Past research has suggested that people who eat lots of fiber have a lower risk of heart disease. Now, new research published in the BMJ finds that increasing dietary fiber intake after a heart attack may prolong survival.
Each year, around 1 million people in the US have heart attacks. According to the National Heart, Lung and Blood Institute, many people survive heart attacks and go on to live full, active lives. But subsequent survival after such an adverse event can be dependent on lifestyle changes.
The research team, including Shanshan Li of the Departments of Epidemiology and Nutrition at Harvard School of Public Health in Boston, MA, says that it is important to identify what steps heart attack patients need to take in order to modify their lifestyle and increase survival.
With this in mind, the investigators set out to determine whether increasing fiber intake following a heart attack may impact long-term health.
They assessed data from the Nurses’ Health Study involving 121,700 female nurses, alongside data from the Health Professional Follow-up Study involving 51,529 male health professionals. Both studies required participants to complete questionnaires regarding their lifestyle habits every 2 years.
The team identified 2,258 women and 1,840 men who survived a first heart attack, or myocardial infarction (MI). During the 9-year follow-up, 682 of the women and 451 of the men died.
All subjects were divided into one of five groups dependent on their fiber intake after a heart attack.
Results of the study revealed that participants in the top quintile – those who had the highest fiber intake – had a 25% reduced risk of dying from any cause in the 9 years after their heart attack, compared with those in the bottom quintile who ate the lowest amount of fiber.
Overall, the team found that the higher a patient’s fiber intake after a heart attack, the longer they were likely to live.
These results remained significant even after adjusting for other factors that may influence long-term survival after a heart attack, such as age, medical history and diet and lifestyle factors.
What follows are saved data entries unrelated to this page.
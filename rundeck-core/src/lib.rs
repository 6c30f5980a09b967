//! Rundeck Core
//!
//! Value types shared by the Rundeck client and CLI.
//!
//! This crate contains:
//! - Domain types: normalized records produced from server responses (Job, Execution, etc.)
//! - DTOs: request options and their query-parameter encoding
//! - Timestamp helpers for the server's wire format

pub mod domain;
pub mod dto;
pub mod timestamp;
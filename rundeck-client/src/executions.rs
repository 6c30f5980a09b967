//! Execution and adhoc run endpoints

use rundeck_core::domain::execution::Execution;
use rundeck_core::domain::results::AbortResult;
use rundeck_core::dto::adhoc::AdhocOptions;
use rundeck_core::dto::execution::{ExecutionQuery, JobExecutionsQuery, OutputFormat, OutputOptions};
use tracing::info;

use crate::RundeckClient;
use crate::error::{ClientError, Result};
use crate::transform;
use crate::transport::{ApiRequest, RequestBody};

impl RundeckClient {
    // =============================================================================
    // Execution Queries
    // =============================================================================

    /// Executions of one job, newest first
    pub async fn list_job_executions(
        &self,
        job_id: &str,
        query: &JobExecutionsQuery,
    ) -> Result<Vec<Execution>> {
        let request =
            ApiRequest::get(format!("job/{}/executions", job_id)).with_query(query.to_params());
        let envelope = self.request_checked(request).await?;
        transform::executions(&envelope)
    }

    /// Executions currently running in a project, or in all projects with `*`
    pub async fn list_running_executions(&self, project: &str) -> Result<Vec<Execution>> {
        let params = vec![("project".to_string(), project.to_string())];
        let envelope = self
            .request_checked(ApiRequest::get("executions/running").with_query(params))
            .await?;
        transform::executions(&envelope)
    }

    /// Current state of an execution
    pub async fn execution_status(&self, execution_id: u64) -> Result<Execution> {
        let envelope = self
            .request_checked(ApiRequest::get(format!("execution/{}", execution_id)))
            .await?;
        transform::execution(&envelope)
    }

    /// Query a project's executions (API version 5)
    pub async fn query_executions(
        &self,
        project: &str,
        query: &ExecutionQuery,
    ) -> Result<Vec<Execution>> {
        self.require_version(5)?;

        let mut params = vec![("project".to_string(), project.to_string())];
        params.extend(query.to_params());
        let envelope = self
            .request_checked(ApiRequest::get("executions").with_query(params))
            .await?;
        transform::executions(&envelope)
    }

    // =============================================================================
    // Execution Output
    // =============================================================================

    /// Execution log output as the server's JSON document
    pub async fn execution_output(
        &self,
        execution_id: u64,
        options: &OutputOptions,
    ) -> Result<serde_json::Value> {
        let request = ApiRequest::get(format!("execution/{}/output", execution_id))
            .with_query(options.to_params(OutputFormat::Json))
            .with_header("Accept", "application/json");
        let body = self.request_text(request).await?;

        serde_json::from_str(&body).map_err(|e| {
            ClientError::MalformedResponse(format!("Failed to parse execution output: {}", e))
        })
    }

    /// Execution log output as plain text
    pub async fn execution_output_text(
        &self,
        execution_id: u64,
        options: &OutputOptions,
    ) -> Result<String> {
        let request = ApiRequest::get(format!("execution/{}/output", execution_id))
            .with_query(options.to_params(OutputFormat::Text));
        self.request_text(request).await
    }

    /// Ask the server to abort a running execution
    pub async fn abort_execution(
        &self,
        execution_id: u64,
        as_user: Option<&str>,
    ) -> Result<AbortResult> {
        let params = as_user
            .map(|user| vec![("asUser".to_string(), user.to_string())])
            .unwrap_or_default();
        let request =
            ApiRequest::get(format!("execution/{}/abort", execution_id)).with_query(params);
        let envelope = self.request_checked(request).await?;
        let result = transform::execution_abort(&envelope)?;

        info!("Abort of execution {}: {}", execution_id, result.status);
        Ok(result)
    }

    // =============================================================================
    // Adhoc Runs
    // =============================================================================

    /// Run a shell command on the matching nodes; returns the execution ID
    pub async fn run_adhoc_command(
        &self,
        project: &str,
        command: &str,
        options: &AdhocOptions,
    ) -> Result<u64> {
        let mut params = vec![
            ("project".to_string(), project.to_string()),
            ("exec".to_string(), command.to_string()),
        ];
        params.extend(options.to_command_params());

        let envelope = self
            .request_checked(ApiRequest::get("run/command").with_query(params))
            .await?;
        transform::run_execution(&envelope)
    }

    /// Upload and run a script on the matching nodes; returns the execution ID
    ///
    /// Interpreter options need API version 8.
    pub async fn run_adhoc_script(
        &self,
        project: &str,
        script: &str,
        options: &AdhocOptions,
    ) -> Result<u64> {
        self.require_version(options.required_version())?;

        let mut params = vec![("project".to_string(), project.to_string())];
        params.extend(options.to_params());

        let request = ApiRequest::post("run/script")
            .with_query(params)
            .with_body(RequestBody::Multipart {
                field: "scriptFile".to_string(),
                content: script.to_string(),
            });
        let envelope = self.request_checked(request).await?;
        transform::run_execution(&envelope)
    }

    /// Run a script fetched from a URL on the matching nodes (API version 4)
    ///
    /// Interpreter options need API version 8.
    pub async fn run_adhoc_url(
        &self,
        project: &str,
        script_url: &str,
        options: &AdhocOptions,
    ) -> Result<u64> {
        self.require_version(4)?;
        self.require_version(options.required_version())?;

        let mut fields = vec![
            ("project".to_string(), project.to_string()),
            ("scriptURL".to_string(), script_url.to_string()),
        ];
        fields.extend(options.to_params());

        let request = ApiRequest::post("run/url").with_body(RequestBody::Form(fields));
        let envelope = self.request_checked(request).await?;
        transform::run_execution(&envelope)
    }
}
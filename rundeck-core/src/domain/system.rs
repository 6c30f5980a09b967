//! Server system information

use chrono::{DateTime, Utc};
use serde::{Deserialize, Serialize};

use super::{Attributes, Fields};

/// Snapshot of the server's build, host and runtime statistics
#[derive(Debug, Clone, PartialEq, Eq, Serialize, Deserialize)]
pub struct SystemInfo {
    pub timestamp: DateTime<Utc>,
    pub rundeck: Fields,
    pub os: Fields,
    pub jvm: Fields,
    pub stats: SystemStats,
}

#[derive(Debug, Clone, PartialEq, Eq, Serialize, Deserialize)]
pub struct SystemStats {
    pub uptime: Attributes,
    pub cpu: Fields,
    pub memory: Fields,
    pub scheduler: Fields,
    pub threads: Fields,
}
The researchers then assessed the effects of three different fiber types – cereal, fruit and vegetable. They found that only cereal fiber was strongly linked to increased long-term survival following a heart attack. Participants’ main source of fiber was from breakfast cereal.
Since heart attack survivors have a higher risk of death than the general population, the research team says they are often motivated to make lifestyle changes. However, they point out that many heart attack survivors are initially treated with medication. Reliance on such dugs can diminish the desire to adopt a healthier lifestyle.
As a result, they note that:
“Future research on lifestyle changes post-MI should focus on a combination of lifestyle changes and how they may further reduce mortality rates beyond what is achievable by medical management alone.”
According to the Dietary Guidelines for Americans from the US Departments of Agriculture and Health and Human Services, women should consume at least 25 g of fiber each day and men should consume at least 38 g a day. However, less than 5% of Americans follow these recommendations.
High fiber intake has been associated with an array of health benefits. Earlier this year, Medical News Today reported on a study suggesting that a diet rich in fiber may protect against asthma, while other research indicates that a fiber-rich diet may protect against obesity and diabetes.
According to the Mayo Clinic, many fruits – particularly raspberries, pears and apples – are a good source of fiber. Other foods high in fiber include grains, cereal, pasta, nuts, seeds and many vegetables, such as artichokes, broccoli and green peas.